*WHAT IS EXPECTED*
The lines to extract run from the first line of the entries through the line that contains "head event subscriber."; reproduce exactly those lines and no others.

Collected data:
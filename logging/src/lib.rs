use core::sync::atomic::{AtomicU64, Ordering};

use derive_more::Display;

pub use tracing;

pub static SLOT_LOG_METRICS: SlotLogMetrics = SlotLogMetrics::new();

/// Slot numbers prepended to every log line.
///
/// `wall_clock_slot` is advanced by the slot timer, `head_slot` by the head event subscriber.
/// A gap between them in the logs is the quickest way to spot a lagging beacon node.
#[derive(Display, Debug)]
#[display("slot: {wall_clock_slot:?}, head: {head_slot:?}")]
pub struct SlotLogMetrics {
    wall_clock_slot: AtomicU64,
    head_slot: AtomicU64,
}

impl SlotLogMetrics {
    #[must_use]
    pub const fn new() -> Self {
        Self {
            wall_clock_slot: AtomicU64::new(0),
            head_slot: AtomicU64::new(0),
        }
    }

    pub fn set_wall_clock_slot(&self, slot: u64) {
        self.wall_clock_slot.store(slot, Ordering::Relaxed)
    }

    pub fn set_head_slot(&self, slot: u64) {
        self.head_slot.fetch_max(slot, Ordering::Relaxed);
    }

    #[must_use]
    pub fn head_slot(&self) -> u64 {
        self.head_slot.load(Ordering::Relaxed)
    }
}

impl Default for SlotLogMetrics {
    fn default() -> Self {
        Self::new()
    }
}

#[macro_export]
macro_rules! info_with_slot {
    ($($arg:tt)*) => {
        $crate::tracing::info!("[{}] {}", $crate::SLOT_LOG_METRICS, format_args!($($arg)*));
    };
}

#[macro_export]
macro_rules! debug_with_slot {
    ($($arg:tt)*) => {
        $crate::tracing::debug!("[{}] {}", $crate::SLOT_LOG_METRICS, format_args!($($arg)*));
    };
}

#[macro_export]
macro_rules! warn_with_slot {
    ($($arg:tt)*) => {
        $crate::tracing::warn!("[{}] {}", $crate::SLOT_LOG_METRICS, format_args!($($arg)*));
    };
}

#[macro_export]
macro_rules! error_with_slot {
    ($($arg:tt)*) => {
        $crate::tracing::error!("[{}] {}", $crate::SLOT_LOG_METRICS, format_args!($($arg)*));
    };
}

#[macro_export]
macro_rules! trace_with_slot {
    ($($arg:tt)*) => {
        $crate::tracing::trace!("[{}] {}", $crate::SLOT_LOG_METRICS, format_args!($($arg)*));
    };
}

*FINISHED TASK*
filename logging/src/lib.rs
use core::sync::atomic::{AtomicU64, Ordering};

use derive_more::Display;

pub use tracing;

pub static SLOT_LOG_METRICS: SlotLogMetrics = SlotLogMetrics::new();

/// Slot numbers prepended to every log line.
///
/// `wall_clock_slot` is advanced by the slot timer, `head_slot` by the head event subscriber.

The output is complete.